I am an engineer student and I started using Rhino and Grasshopper.
At the end my goal is to control and tune the tesselation of hexagons on freeform surfaces.
I started from the half sphere as demostrator.
I am aware that it is not possible to tessellate a sphere with only hexagons (regular or non regular) due to the Euler’s theorem, but for the half sphere I guess it is possible if we allow some deformations of the hexagons.
I tried with Grasshopper and LunchBox but I don’t obtain only hexagons as shown here:
I would like to obtain as much as possible regular hexagons on top of the half sphere and more deformated ones towards the base, is it possible?
Furthermore, I saw that with lunchbox you define just the number of hexagons with U and V but in this way you don’t really control the shape of the hexagons, I would like to obtain as much as possible regular honeycomb. How is it possible?
At the end I will planarize the hexagon tessellation but I found already material on how to do this.
I appreciate any kind of help or advice, thank you!
this approach is very interesting and useful for what I need.
Is it possible to control the change in the hexagon sizes (for example relate it to the curvature) and set the max and min size?
Is it possible to apply an analogous approach to any freeform surfaces?
I search now what are möbius transformations and how to control them in gh.
I am trying to further develop my concept. I have now to populate each hexagon of the half sphere with another hexagon of fixed size, in order to have more space on top of the half sphere and almost no space at the base. I am struggling to align the internal hexagons to the external ones, maybe you can help me again?
And last question, I cut the Möbius transformation in order to have a perfect half sphere but with the Rhino commands, not within gh. I would like to do it within gh, can you suggest me how? I didn’t find a way. Thanks
For aligning the fixed size hexagons, you can do the same Moebius transformation to an XY aligned plane centred on each cell of the initial flat hex grid - because they transform in the same way they will match the orientations of the cells on the sphere, and you can use these as the base planes for hexagons of a given fixed size: Half sphere Hexagon Mapping.gh (14.6 KB)
For the cutting part, it depends what geometry it is you want to cut - curves, meshes or surfaces?
Anyway, all the components for this are found under the Intersect tab in GH.
Thank you again Daniel, your help is precious.

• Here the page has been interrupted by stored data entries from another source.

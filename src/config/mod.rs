// src/config/mod.rs

//! Configuration loading and validation for parabuild.
//!
//! Responsibilities:
//! - Define the TOML-backed data model (`model.rs`).
//! - Load a config file from disk (`loader.rs`).
//! - Validate basic invariants like DAG correctness (`validate.rs`).

pub mod loader;
pub mod model;
pub mod validate;

pub use loader::{default_config_path, load_and_validate, load_from_path};
pub use model::{ConfigFile, ConfigSection, RawConfigFile, TaskConfig};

It was much easier than I thought. For the cutting part I could find a way, now I am trying to understand how to control better the transition of the hexagon sizes given by the Möbius Transformation.
I read that for my purpose I have to mantain T = 0.5 * Pi, so the only parameter that I can vary is the cell size of the reference hexagon grid.
What I would like to obtain is a spacing between cells (green) not too big for the top of the sphere (le’t say 4-5mm in my case), at the same time a more gradual transition of the spacing between cells till reaching the base circumference without overlapping of cells.
How to control the transition of the hexagon sizes? The red cells should stay constant in dimensions, and also the sphere is fixed. Maybe I have to modify the cell grid before giving the input to the Möbius Transformation? I would like to better control the transformation according to what I need, otherwise I use it just as a “black box”.